By Ed Zhang (China Daily) Updated: 2014-08-25 07:16

Getting the China picture is not easy because many things can happen at the same time in the country, and people may have different interpretations of each event. But this is also why China-watching can be interesting.

The past few days are a case in point. One sensational item of news followed another: from the country's largest antitrust penalty (1.2 billion yuan, or nearly $200 million) levied on 12 Japanese auto parts suppliers to the central leadership's decision to regulate (for the first time in the reform era) executive pay in all large, State-owned enterprises; from corruption probes of four top officials from the customs office in Shanghai, which followed a report that 84,000 officials were disciplined for their performance failures in the first half of the year, to a decline in home prices, due to sluggish sales, in nearly all mainland cities. And there were still more.

These developments are all important. But which one, as one may ask, is the most important? Which one indicates more growth or less? A rise in the stock market index or a fall? And which represents the national trend, and is likely to produce a lasting influence?

The intriguing thing is that seemingly unimportant news for regular investors can actually mean a lot more than it appears - judging by its timing, and importance given in the domestic press, and names of the officials involved.

On Wednesday, a meeting was held in Beijing before the 110th anniversary of the birth of reform's "chief architect", Deng Xiaoping. It was a rare occasion attended by all members of the Politburo Standing Committee, the highest political body in China.

More importantly, President Xi Jinping gave a lengthy 9,700-character speech on Deng's political legacy, especially his leadership in China's attempts to build an economic and political model that is different from either the former Soviet Union or the way China was during the "cultural revolution" (1966-76).

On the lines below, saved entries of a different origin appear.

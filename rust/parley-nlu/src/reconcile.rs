//! Span reconciliation: the single pass that turns raw extractor output into
//! the final entity list.
//!
//! Candidates arrive in extractor-declared order. Walking them once:
//!
//! 1. A candidate whose `(start, end)` pair was already kept is dropped,
//!    whatever its kind.
//! 2. A candidate whose kind yields at a shared start (organization, product)
//!    is dropped when any kept span already starts at the same offset.
//!
//! Spans that merely overlap are all retained; nested or crossing entities
//! are part of the output contract.
//!
//! The result is ordered by ascending `start`. Spans sharing a start keep the
//! order in which they were discovered, so the output is a pure function of
//! the candidate list.

use std::collections::HashSet;

use crate::entity::EntitySpan;

/// Deduplicate `candidates` and order them by start offset.
pub fn reconcile(candidates: Vec<EntitySpan>) -> Vec<EntitySpan> {
    let mut spans = HashSet::new();
    let mut starts = HashSet::new();
    let mut kept = Vec::with_capacity(candidates.len());

    for candidate in candidates {
        if spans.contains(&candidate.offsets()) {
            continue;
        }
        if candidate.kind.yields_at_shared_start() && starts.contains(&candidate.start) {
            continue;
        }

        spans.insert(candidate.offsets());
        starts.insert(candidate.start);
        kept.push(candidate);
    }

    // Stable, so ties keep discovery order.
    kept.sort_by_key(|span| span.start);
    kept
}
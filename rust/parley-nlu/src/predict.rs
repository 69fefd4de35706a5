//! The predictor, from raw text to an intent and its entities.
//!
//! ```text
//! text ─┬─> score_intent ─────────────────────────> (intent, confidence)
//!       └─> extractors (declared order) ─> reconcile ─> entities
//! ```
//!
//! The two halves never share state. A [`Predictor`] only holds compiled
//! patterns, so one instance can serve any number of threads.

use serde::{Deserialize, Serialize};
use tracing::debug;

use crate::entity::EntitySpan;
use crate::error::Result;
use crate::extract::{Extractor, default_extractors};
use crate::intent::{IntentLabel, score_intent};
use crate::reconcile::reconcile;
use crate::score::Confidence;

/// What the predictor says about one utterance.
///
/// Serializes to `{intent, confidence, entities: [{text, type, start, end}]}`.
#[derive(Debug, Clone, PartialEq, Serialize, Deserialize)]
pub struct PredictionResult {
    pub intent: IntentLabel,
    pub confidence: Confidence,
    pub entities: Vec<EntitySpan>,
}

impl PredictionResult {
    /// The result reported when nothing can be said about the input.
    pub fn fallback() -> Self {
        PredictionResult {
            intent: IntentLabel::FALLBACK,
            confidence: Confidence::FALLBACK,
            entities: Vec::new(),
        }
    }
}

/// Rule-based intent and entity predictor.
#[derive(Debug)]
pub struct Predictor {
    extractors: Vec<Box<dyn Extractor>>,
}

impl Predictor {
    /// Compile the built-in extractors.
    pub fn new() -> Result<Self> {
        Ok(Predictor {
            extractors: default_extractors()?,
        })
    }

    /// Use a custom extractor set. Order matters: earlier extractors win
    /// exact-duplicate and shared-start conflicts.
    pub fn with_extractors(extractors: Vec<Box<dyn Extractor>>) -> Self {
        Predictor { extractors }
    }

    /// Run every extractor over `text` and return their raw, unreconciled
    /// output in declared order.
    pub fn candidates(&self, text: &str) -> Vec<EntitySpan> {
        self.extractors
            .iter()
            .flat_map(|extractor| extractor.extract(text))
            .collect()
    }

    /// Predict the intent and entities of `text`. Total over all strings.
    pub fn predict(&self, text: &str) -> PredictionResult {
        let (intent, confidence) = score_intent(text);
        let entities = reconcile(self.candidates(text));

        debug!(
            chars = text.chars().count(),
            %intent,
            %confidence,
            entities = entities.len(),
            "predicted utterance"
        );

        PredictionResult {
            intent,
            confidence,
            entities,
        }
    }
}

Why Deng? Why now? Why such a high-level presence? It must have been seen as a moment that the leadership could not afford to miss, a highly symbolic occasion for it to demonstrate to the public, with all seriousness, its commitment to the reform line that Deng pioneered.

Deng has become the ensign of China's market-oriented reform and the pragmatism (the attitude of "seeking truth from facts") behind it. Invoking him can raise the public's expectation for a new charge in the direction he envisioned.

Chinese commentators already consider the Deng anniversary as part of the preparation in the run-up to the Fourth Plenum of the Communist Party of China's 18th Central Committee, scheduled for October.

The Third Plenum last November resulted in a comprehensive and ambitious 60-point reform program. And the theme for the forthcoming Fourth Plenum, as officials announced earlier, is to strengthen the rule of law.

It would be the first time, said the commentators, for the Communist Party of China to give top billing for the issue at the Central Committee's full session, after it pledged in 1997 that it would govern China according to law. The very fact also reflects the inadequacy in the development of rule of law in the past 17 years, said Zhou Ruijin, a political commentator active in the 1990s.

Seen from this perspective, the Deng factor should be rated the most significant for the last week for observers of both Chinese politics and economy. It means the reform, rebooted last year, is in no way running out of steam despite the many tasks it still has to tackle.

One can be almost sure that from now to the last few weeks of the year, Beijing will roll out still more reform policies. And along with those reform policies, there will continue to be some small rallies in the stock market. The policies will also help investors to identify where potential growth will be.

The author is editor-at-large of China Daily.